Dataset records
------------------------------------------------------------------------
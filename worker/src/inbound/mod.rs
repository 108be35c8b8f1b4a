//! Inbound adapters that turn broker traffic into domain commands while
//! keeping transport details at the edge.
//!
//! The RabbitMQ adapter lives under [`amqp`].

pub mod amqp;
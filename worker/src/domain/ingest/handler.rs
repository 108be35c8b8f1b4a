//! Maps each command to exactly one store operation.

use tracing::{debug, error};

use crate::domain::Command;
use crate::domain::ports::{CommandStore, CommandStoreError};

/// Result of applying one command.
#[derive(Debug, Clone, PartialEq, Eq)]
pub enum ApplyOutcome {
    /// The store operation ran.
    Applied,
    /// Nothing to write; the command was a no-op.
    Skipped,
    /// The store operation failed.
    Failed(CommandStoreError),
}

impl ApplyOutcome {
    /// True for [`ApplyOutcome::Applied`] and [`ApplyOutcome::Skipped`].
    pub fn is_success(&self) -> bool {
        !matches!(self, Self::Failed(_))
    }
}

/// Owns the store and applies commands to it serially.
pub struct CommandHandler {
    store: Box<dyn CommandStore>,
}

impl CommandHandler {
    /// Wrap a store.
    pub fn new(store: Box<dyn CommandStore>) -> Self {
        Self { store }
    }

    /// Apply `command`, logging the outcome.
    pub async fn apply(&mut self, command: &Command) -> ApplyOutcome {
        let kind = command.kind();
        let result = match command {
            Command::CreateKwek(kwek) => self.store.create_kwek(kwek).await,
            Command::UpdateKwek(kwek) => self.store.update_kwek(kwek).await,
            Command::DeleteKwek(kwek) => self.store.delete_kwek(&kwek.kwek_guid).await,
            Command::CreateUser(user) => self.store.create_user(user).await,
            Command::UpdateUser(user) => {
                if user.changes().is_empty() {
                    debug!(kind = %kind, user_id = %user.user_id, "no user fields to update");
                    return ApplyOutcome::Skipped;
                }
                self.store.update_user(user).await
            }
            Command::DeleteUser(user) => self.store.delete_user(&user.user_id).await,
        };

        match result {
            Ok(()) => {
                debug!(kind = %kind, "command applied");
                ApplyOutcome::Applied
            }
            Err(err) => {
                error!(
                    kind = %kind,
                    error_kind = err.label(),
                    error = %err,
                    "failed to apply command"
                );
                ApplyOutcome::Failed(err)
            }
        }
    }
}

#[cfg(test)]
mod tests {
    use chrono::{TimeZone, Utc};
    use mockall::predicate::eq;
    use rstest::rstest;

    use super::*;
    use crate::domain::ports::MockCommandStore;
    use crate::domain::{CreateKwek, DeleteKwek, DeleteUser, UpdateUser};

    fn kwek() -> CreateKwek {
        CreateKwek {
            kwek_guid: "f9d30d37-63a8-44a9-b2c3-3a45eb0701bc".to_owned(),
            user_id: "provider|7".to_owned(),
            text: "hello".to_owned(),
            posted_at: Utc.with_ymd_and_hms(2026, 1, 2, 3, 4, 5).single(),
        }
    }

    #[rstest]
    #[tokio::test]
    async fn create_kwek_inserts_once() {
        let mut store = MockCommandStore::new();
        store
            .expect_create_kwek()
            .with(eq(kwek()))
            .times(1)
            .returning(|_| Ok(()));
        let mut handler = CommandHandler::new(Box::new(store));

        let outcome = handler.apply(&Command::CreateKwek(kwek())).await;

        assert_eq!(outcome, ApplyOutcome::Applied);
    }

    #[rstest]
    #[tokio::test]
    async fn deletes_pass_external_identifiers() {
        let mut store = MockCommandStore::new();
        store
            .expect_delete_kwek()
            .withf(|guid| guid == "f9d30d37-63a8-44a9-b2c3-3a45eb0701bc")
            .times(1)
            .returning(|_| Ok(()));
        store
            .expect_delete_user()
            .withf(|user_id| user_id == "provider|7")
            .times(1)
            .returning(|_| Ok(()));
        let mut handler = CommandHandler::new(Box::new(store));

        let first = handler
            .apply(&Command::DeleteKwek(DeleteKwek {
                kwek_guid: "f9d30d37-63a8-44a9-b2c3-3a45eb0701bc".to_owned(),
            }))
            .await;
        let second = handler
            .apply(&Command::DeleteUser(DeleteUser {
                user_id: "provider|7".to_owned(),
            }))
            .await;

        assert_eq!((first, second), (ApplyOutcome::Applied, ApplyOutcome::Applied));
    }

    #[rstest]
    #[tokio::test]
    async fn update_user_without_fields_skips_store() {
        let mut store = MockCommandStore::new();
        store.expect_update_user().never();
        let mut handler = CommandHandler::new(Box::new(store));

        let outcome = handler
            .apply(&Command::UpdateUser(UpdateUser {
                user_id: "provider|7".to_owned(),
                email: Some(String::new()),
                updated_at: Some(Utc::now()),
                ..UpdateUser::default()
            }))
            .await;

        assert_eq!(outcome, ApplyOutcome::Skipped);
        assert!(outcome.is_success());
    }

    #[rstest]
    #[tokio::test]
    async fn update_user_with_fields_reaches_store() {
        let mut store = MockCommandStore::new();
        store
            .expect_update_user()
            .withf(|user| user.changes().display_name == Some("Ada"))
            .times(1)
            .returning(|_| Ok(()));
        let mut handler = CommandHandler::new(Box::new(store));

        let outcome = handler
            .apply(&Command::UpdateUser(UpdateUser {
                user_id: "provider|7".to_owned(),
                display_name: Some("Ada".to_owned()),
                updated_at: Some(Utc::now()),
                ..UpdateUser::default()
            }))
            .await;

        assert_eq!(outcome, ApplyOutcome::Applied);
    }

    #[rstest]
    #[tokio::test]
    async fn store_errors_become_failed_outcomes() {
        let mut store = MockCommandStore::new();
        store
            .expect_create_kwek()
            .returning(|_| Err(CommandStoreError::query("duplicate key")));
        let mut handler = CommandHandler::new(Box::new(store));

        let outcome = handler.apply(&Command::CreateKwek(kwek())).await;

        assert_eq!(
            outcome,
            ApplyOutcome::Failed(CommandStoreError::query("duplicate key"))
        );
        assert!(!outcome.is_success());
    }
}
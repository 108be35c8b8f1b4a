//! Domain ports for the hexagonal boundary.
//!
//! Inbound adapters produce [`InboundDelivery`] values and decode them with a
//! [`CommandDecoder`]; outbound adapters implement [`CommandStore`].

mod macros;
pub(crate) use macros::define_port_error;

mod command_decoder;
mod command_store;
mod delivery;

#[cfg(test)]
pub use command_decoder::MockCommandDecoder;
pub use command_decoder::{CommandDecoder, DecodeError};
#[cfg(test)]
pub use command_store::MockCommandStore;
pub use command_store::{CommandStore, CommandStoreError};
#[cfg(test)]
pub use delivery::MockDeliveryAcker;
pub use delivery::{
    AckError, DeliveryAcker, DeliveryStream, DeliveryStreamError, InboundDelivery, Settlement,
};
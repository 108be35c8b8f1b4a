//! Single PostgreSQL connection with bounded retry.

use std::fmt;

use diesel_async::{AsyncConnection, AsyncPgConnection};
use tracing::info;
use url::Url;

use crate::domain::{RetryPolicy, RetrySleeper, retry_with_policy};

/// Errors raised while connecting to PostgreSQL.
#[derive(Debug, Clone, PartialEq, Eq, thiserror::Error)]
pub enum StoreConnectError {
    /// Settings do not form a usable connection URL.
    #[error("invalid database connection settings: {message}")]
    InvalidUrl { message: String },

    /// Every connection attempt failed.
    #[error("could not connect to PostgreSQL after {attempts} attempts: {message}")]
    Exhausted { attempts: u32, message: String },
}

impl StoreConnectError {
    /// Create an invalid-URL error with the given message.
    pub fn invalid_url(message: impl Into<String>) -> Self {
        Self::InvalidUrl {
            message: message.into(),
        }
    }
}

/// Where and as whom to connect to PostgreSQL.
#[derive(Clone, PartialEq, Eq)]
pub struct StoreConfig {
    /// Database host name.
    pub host: String,
    /// Database port.
    pub port: u16,
    /// Login user.
    pub user: String,
    /// Login password.
    pub password: String,
    /// Database name.
    pub database: String,
}

impl StoreConfig {
    /// Connection URL with credentials and database name percent-encoded.
    ///
    /// # Examples
    /// ```
    /// use kwekker_worker::outbound::persistence::StoreConfig;
    ///
    /// let config = StoreConfig {
    ///     host: "db".to_owned(),
    ///     port: 5432,
    ///     user: "kwekker".to_owned(),
    ///     password: "p@ss".to_owned(),
    ///     database: "kwekker".to_owned(),
    /// };
    /// let url = config.database_url().expect("valid settings");
    /// assert_eq!(url.as_str(), "postgres://kwekker:p%40ss@db:5432/kwekker");
    /// ```
    pub fn database_url(&self) -> Result<Url, StoreConnectError> {
        let mut url = Url::parse(&format!("postgres://{}:{}/", self.host, self.port))
            .map_err(|err| StoreConnectError::invalid_url(err.to_string()))?;
        url.set_username(&self.user)
            .map_err(|()| StoreConnectError::invalid_url("user cannot be set"))?;
        url.set_password(Some(&self.password))
            .map_err(|()| StoreConnectError::invalid_url("password cannot be set"))?;
        url.path_segments_mut()
            .map_err(|()| StoreConnectError::invalid_url("database cannot be set"))?
            .pop_if_empty()
            .push(&self.database);
        Ok(url)
    }
}

impl fmt::Debug for StoreConfig {
    fn fmt(&self, f: &mut fmt::Formatter<'_>) -> fmt::Result {
        f.debug_struct("StoreConfig")
            .field("host", &self.host)
            .field("port", &self.port)
            .field("user", &self.user)
            .field("password", &"<redacted>")
            .field("database", &self.database)
            .finish()
    }
}

/// Connect to PostgreSQL, retrying according to `policy`.
pub async fn connect_store(
    config: &StoreConfig,
    policy: &RetryPolicy,
    sleeper: &dyn RetrySleeper,
) -> Result<AsyncPgConnection, StoreConnectError> {
    let url = config.database_url()?;
    let connection = retry_with_policy(policy, sleeper, "postgres", || {
        AsyncPgConnection::establish(url.as_str())
    })
    .await
    .map_err(|exhausted| StoreConnectError::Exhausted {
        attempts: exhausted.attempts,
        message: exhausted.last_error.to_string(),
    })?;

    info!(
        host = %config.host,
        port = config.port,
        database = %config.database,
        "connected to PostgreSQL"
    );
    Ok(connection)
}

#[cfg(test)]
mod tests {
    use super::*;
    use rstest::{fixture, rstest};

    #[fixture]
    fn config() -> StoreConfig {
        StoreConfig {
            host: "localhost".to_owned(),
            port: 5432,
            user: "worker".to_owned(),
            password: "s3cret/:@".to_owned(),
            database: "kwekker db".to_owned(),
        }
    }

    #[rstest]
    fn url_escapes_credentials_and_database(config: StoreConfig) {
        let url = config.database_url().expect("valid settings");

        assert_eq!(url.scheme(), "postgres");
        assert_eq!(url.host_str(), Some("localhost"));
        assert_eq!(url.port(), Some(5432));
        assert_eq!(url.username(), "worker");
        assert_eq!(url.password(), Some("s3cret%2F%3A%40"));
        assert_eq!(url.path(), "/kwekker%20db");
    }

    #[rstest]
    fn invalid_host_is_reported(mut config: StoreConfig) {
        config.host = "bad host".to_owned();

        let err = config.database_url().expect_err("host with space");
        assert!(matches!(err, StoreConnectError::InvalidUrl { .. }));
    }

    #[rstest]
    fn debug_redacts_password(config: StoreConfig) {
        let rendered = format!("{config:?}");

        assert!(!rendered.contains("s3cret"));
        assert!(rendered.contains("<redacted>"));
    }
}
//! Diesel table definitions for the tables the worker writes.
//!
//! Table and column names are PascalCase in the database and quoted in every
//! statement, so each one carries an explicit `sql_name`.

diesel::table! {
    /// Registered users, keyed externally by the identity provider's id.
    #[sql_name = "Users"]
    users (id) {
        /// Surrogate primary key.
        #[sql_name = "Id"]
        id -> Int4,
        /// Identity-provider user id; the worker's only handle on a user.
        #[sql_name = "ProviderId"]
        provider_id -> Text,
        #[sql_name = "Username"]
        username -> Text,
        #[sql_name = "Email"]
        email -> Text,
        #[sql_name = "DisplayName"]
        display_name -> Text,
        #[sql_name = "AvatarUrl"]
        avatar_url -> Text,
    }
}

diesel::table! {
    /// Short posts, keyed externally by GUID.
    #[sql_name = "Kweks"]
    kweks (id) {
        /// Surrogate primary key.
        #[sql_name = "Id"]
        id -> Int4,
        /// External 36-character identifier.
        #[sql_name = "Guid"]
        guid -> Text,
        /// Owning user's surrogate key.
        #[sql_name = "UserId"]
        user_id -> Int4,
        #[sql_name = "Text"]
        text -> Text,
        #[sql_name = "PostedAt"]
        posted_at -> Timestamptz,
    }
}

diesel::joinable!(kweks -> users (user_id));
diesel::allow_tables_to_appear_in_same_query!(kweks, users);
------------------------------------------------------------------------
TASK PROMPT
State the number of lines above that hold the string "ports", with nothing added.

RESULT FOR THIS TASK
3